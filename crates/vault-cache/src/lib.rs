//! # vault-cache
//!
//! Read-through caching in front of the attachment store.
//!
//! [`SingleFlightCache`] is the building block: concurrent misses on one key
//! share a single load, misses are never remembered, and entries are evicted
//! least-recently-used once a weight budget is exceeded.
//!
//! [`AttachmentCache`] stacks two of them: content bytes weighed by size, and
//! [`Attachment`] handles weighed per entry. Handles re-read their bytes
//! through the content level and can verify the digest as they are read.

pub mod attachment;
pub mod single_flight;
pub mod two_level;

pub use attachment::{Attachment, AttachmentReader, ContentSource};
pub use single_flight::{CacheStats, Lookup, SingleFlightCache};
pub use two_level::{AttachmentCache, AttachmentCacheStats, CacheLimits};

^^^^^^^^

INSTRUCTIONS FOR THE TASK —
Each line of the data that contains "vault" belongs in the answer.

WRITTEN RESPONSE —
filename crates/vault-cache/src/lib.rs
//! # vault-cache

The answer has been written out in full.